Combined Therapeutic Strategies Based on the Inhibition of Non-Oncogene Addiction to Improve Tumor Response in EGFR- and KRAS-Mutant Non-Small-Cell Lung Cancer

Background: Non-small cell lung cancer (NSCLC) driven by oncogenes is typically treated with tyrosine kinase inhibitors (TKIs), which target signaling pathways essential for tumor survival and proliferation. Among these, EGFR- and KRAS-mutant NSCLC represent the most common subtypes and are treated with targeted therapies as first- and second-line options, respectively. However, the efficacy of TKIs is frequently compromised by the emergence of oncogene-independent resistant clones. To address this limitation, we explored non-oncogene addiction (NOA) as a novel therapeutic approach, targeting essential proteins that sustain tumor phenotype adaptations. Specifically, we evaluated, for the first time, a combination of inhibitors targeting ATR, a key regulator of the DNA damage response, and pyruvate dehydrogenase kinases (PDKs), which are involved in energy metabolism.

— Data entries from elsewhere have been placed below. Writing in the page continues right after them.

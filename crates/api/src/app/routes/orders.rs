use std::sync::Arc;

use axum::{
    extract::{rejection::JsonRejection, Extension, Path},
    http::StatusCode,
    response::IntoResponse,
    routing::{get, post},
    Json, Router,
};

use cleanops_orders::{ServiceOrderId, ServiceOrderPatch};

use crate::app::routes::{json_body, parse_id};
use crate::app::services::AppServices;
use crate::app::{dto, errors};
use crate::context::PrincipalContext;

pub fn router() -> Router {
    Router::new()
        .route("/", post(create_order).get(list_orders))
        .route("/:id", get(get_order).patch(update_order).delete(delete_order))
}

pub async fn create_order(
    Extension(services): Extension<Arc<AppServices>>,
    Extension(principal): Extension<PrincipalContext>,
    body: Result<Json<dto::CreateOrderRequest>, JsonRejection>,
) -> axum::response::Response {
    let body = match json_body(body) {
        Ok(b) => b,
        Err(resp) => return resp,
    };
    let new = match body.into_new_order() {
        Ok(n) => n,
        Err(e) => return errors::json_error(StatusCode::BAD_REQUEST, "validation_error", e.to_string()),
    };

    match services.orders.create(new).await {
        Ok(order) => {
            tracing::info!(
                principal_id = %principal.principal_id(),
                order_id = %order.id_typed(),
                "order created via api"
            );
            (StatusCode::CREATED, Json(order)).into_response()
        }
        Err(e) => errors::order_book_error_to_response(e),
    }
}

pub async fn list_orders(Extension(services): Extension<Arc<AppServices>>) -> axum::response::Response {
    match services.orders.list().await {
        Ok(orders) => (StatusCode::OK, Json(dto::order_items(&orders))).into_response(),
        Err(e) => errors::order_book_error_to_response(e),
    }
}

pub async fn get_order(
    Extension(services): Extension<Arc<AppServices>>,
    Path(id): Path<String>,
) -> axum::response::Response {
    let id: ServiceOrderId = match parse_id(&id, "order") {
        Ok(v) => v,
        Err(resp) => return resp,
    };

    match services.orders.get(id).await {
        Ok(order) => (StatusCode::OK, Json(order)).into_response(),
        Err(e) => errors::order_book_error_to_response(e),
    }
}

pub async fn update_order(
    Extension(services): Extension<Arc<AppServices>>,
    Path(id): Path<String>,
    body: Result<Json<ServiceOrderPatch>, JsonRejection>,
) -> axum::response::Response {
    let id: ServiceOrderId = match parse_id(&id, "order") {
        Ok(v) => v,
        Err(resp) => return resp,
    };
    let patch = match json_body(body) {
        Ok(p) => p,
        Err(resp) => return resp,
    };

    match services.orders.update(id, patch).await {
        Ok(order) => (StatusCode::OK, Json(order)).into_response(),
        Err(e) => errors::order_book_error_to_response(e),
    }
}

pub async fn delete_order(
    Extension(services): Extension<Arc<AppServices>>,
    Path(id): Path<String>,
) -> axum::response::Response {
    let id: ServiceOrderId = match parse_id(&id, "order") {
        Ok(v) => v,
        Err(resp) => return resp,
    };

    match services.orders.delete(id).await {
        Ok(()) => StatusCode::NO_CONTENT.into_response(),
        Err(e) => errors::order_book_error_to_response(e),
    }
}
//! HTTP API application wiring (Axum router + service wiring).
//!
//! - `services.rs`: record stores and the services built on them
//! - `routes/`: HTTP routes + handlers (one file per area)
//! - `dto.rs`: request/response DTOs and JSON mapping helpers
//! - `errors.rs`: consistent error responses

use std::sync::Arc;

use axum::{routing::get, Extension, Router};
use tower::ServiceBuilder;
use tower_http::trace::TraceLayer;

use cleanops_auth::IdentityGate;
use cleanops_infra::config::Config;

use crate::middleware::{self, Gate};

pub mod dto;
pub mod errors;
pub mod routes;
pub mod services;

/// Build the full HTTP router (public entrypoint used by `main.rs`).
pub fn build_app(config: &Config) -> Router {
    let (tokens, admins) = config.identity();
    build_app_with(
        Arc::new(services::build_services()),
        Arc::new(IdentityGate::new(tokens, admins)),
    )
}

/// Build the router around existing services and an identity gate.
pub fn build_app_with(services: Arc<services::AppServices>, gate: Arc<Gate>) -> Router {
    let auth_state = middleware::AuthState { gate };

    // Protected routes: require an admin principal.
    let protected = routes::router()
        .layer(Extension(services))
        .layer(axum::middleware::from_fn_with_state(
            auth_state,
            middleware::auth_middleware,
        ));

    Router::new()
        .route("/health", get(routes::system::health))
        .merge(protected)
        .layer(ServiceBuilder::new().layer(TraceLayer::new_for_http()))
}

Methods: We utilized sensitive EGFR-mutant PC9 cells and their EGFR-TKI-resistant counterpart PC9/OR, along with EGFR-mutant H1975 and KRAS-mutant A549 NSCLC cell lines. Treatments included TKIs (osimertinib for EGFR-mutant and selumetinib for KRAS-mutant cells) and two combination regimens: one pairing TKIs with an ATR inhibitor and another combining two NOA inhibitors (ATR inhibitor M4344 and PDK inhibitor DCA).

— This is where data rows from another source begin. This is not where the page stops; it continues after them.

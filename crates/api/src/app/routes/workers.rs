use std::sync::Arc;

use axum::{
    extract::{rejection::JsonRejection, Extension, Path},
    http::StatusCode,
    response::IntoResponse,
    routing::{get, post},
    Json, Router,
};

use cleanops_workforce::{WorkerId, WorkerPatch};

use crate::app::routes::{json_body, parse_id};
use crate::app::services::AppServices;
use crate::app::{dto, errors};

pub fn router() -> Router {
    Router::new()
        .route("/", post(register_worker).get(list_workers))
        .route("/:id", get(get_worker).patch(update_worker).delete(delete_worker))
        .route("/:id/toggle-status", post(toggle_worker_status))
}

pub async fn register_worker(
    Extension(services): Extension<Arc<AppServices>>,
    body: Result<Json<dto::RegisterWorkerRequest>, JsonRejection>,
) -> axum::response::Response {
    let body = match json_body(body) {
        Ok(b) => b,
        Err(resp) => return resp,
    };

    match services.workers.register(body.profile, body.availability).await {
        Ok(worker) => (StatusCode::CREATED, Json(dto::worker_view(&worker))).into_response(),
        Err(e) => errors::roster_error_to_response(e),
    }
}

pub async fn list_workers(Extension(services): Extension<Arc<AppServices>>) -> axum::response::Response {
    match services.workers.list().await {
        Ok(workers) => {
            let items = workers.iter().map(dto::worker_view).collect();
            (StatusCode::OK, Json(dto::Items { items })).into_response()
        }
        Err(e) => errors::roster_error_to_response(e),
    }
}

pub async fn get_worker(
    Extension(services): Extension<Arc<AppServices>>,
    Path(id): Path<String>,
) -> axum::response::Response {
    let id: WorkerId = match parse_id(&id, "worker") {
        Ok(v) => v,
        Err(resp) => return resp,
    };

    match services.workers.get(id).await {
        Ok(worker) => (StatusCode::OK, Json(dto::worker_view(&worker))).into_response(),
        Err(e) => errors::roster_error_to_response(e),
    }
}

pub async fn update_worker(
    Extension(services): Extension<Arc<AppServices>>,
    Path(id): Path<String>,
    body: Result<Json<WorkerPatch>, JsonRejection>,
) -> axum::response::Response {
    let id: WorkerId = match parse_id(&id, "worker") {
        Ok(v) => v,
        Err(resp) => return resp,
    };
    let patch = match json_body(body) {
        Ok(p) => p,
        Err(resp) => return resp,
    };

    match services.workers.update(id, patch).await {
        Ok(worker) => (StatusCode::OK, Json(dto::worker_view(&worker))).into_response(),
        Err(e) => errors::roster_error_to_response(e),
    }
}

pub async fn toggle_worker_status(
    Extension(services): Extension<Arc<AppServices>>,
    Path(id): Path<String>,
) -> axum::response::Response {
    let id: WorkerId = match parse_id(&id, "worker") {
        Ok(v) => v,
        Err(resp) => return resp,
    };

    match services.workers.toggle_status(id).await {
        Ok(worker) => (StatusCode::OK, Json(dto::worker_view(&worker))).into_response(),
        Err(e) => errors::roster_error_to_response(e),
    }
}

pub async fn delete_worker(
    Extension(services): Extension<Arc<AppServices>>,
    Path(id): Path<String>,
) -> axum::response::Response {
    let id: WorkerId = match parse_id(&id, "worker") {
        Ok(v) => v,
        Err(resp) => return resp,
    };

    match services.workers.delete(id).await {
        Ok(()) => StatusCode::NO_CONTENT.into_response(),
        Err(e) => errors::roster_error_to_response(e),
    }
}
use axum::http::StatusCode;
use axum::response::IntoResponse;
use serde_json::json;

use cleanops_core::DomainError;
use cleanops_infra::{OrderBookError, RosterError, StoreError};

pub fn order_book_error_to_response(err: OrderBookError) -> axum::response::Response {
    match err {
        OrderBookError::NotFound(_) => json_error(StatusCode::NOT_FOUND, "not_found", err.to_string()),
        OrderBookError::UnknownWorker(_) | OrderBookError::Pricing(_) => {
            json_error(StatusCode::BAD_REQUEST, "validation_error", err.to_string())
        }
        OrderBookError::Domain(e) => domain_error_to_response(e),
        OrderBookError::Store(e) => store_error_to_response(e),
    }
}

pub fn roster_error_to_response(err: RosterError) -> axum::response::Response {
    match err {
        RosterError::NotFound(_) => json_error(StatusCode::NOT_FOUND, "not_found", err.to_string()),
        RosterError::Domain(e) => domain_error_to_response(e),
        RosterError::Store(e) => store_error_to_response(e),
    }
}

pub fn domain_error_to_response(err: DomainError) -> axum::response::Response {
    match err {
        DomainError::Validation(msg) => json_error(StatusCode::BAD_REQUEST, "validation_error", msg),
        DomainError::InvalidId(msg) => json_error(StatusCode::BAD_REQUEST, "invalid_id", msg),
    }
}

fn store_error_to_response(err: StoreError) -> axum::response::Response {
    match err {
        StoreError::NotFound => json_error(StatusCode::NOT_FOUND, "not_found", err.to_string()),
        StoreError::Conflict => json_error(StatusCode::CONFLICT, "conflict", err.to_string()),
        StoreError::Unavailable(_) => {
            tracing::error!(error = %err, "record store failure");
            json_error(StatusCode::SERVICE_UNAVAILABLE, "store_error", err.to_string())
        }
    }
}

pub fn json_error(
    status: StatusCode,
    code: &'static str,
    message: impl Into<String>,
) -> axum::response::Response {
    (
        status,
        axum::Json(json!({
            "error": code,
            "message": message.into(),
        })),
    )
        .into_response()
}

Results: Both combination regimens demonstrated comparable effects to TKIs alone in reducing cell proliferation, inducing cell death, and impairing migration. These findings suggest that the choice of therapeutic strategy should be tailored to the tumor’s biological characteristics to maximize response.
Conclusions: This study highlights the translational potential of leveraging NOA-targeting drugs as a novel therapeutic strategy to overcome TKI resistance. By targeting essential non-oncogene pathways, these approaches may offer a promising alternative to combinations focusing solely on oncogene-driven pathways.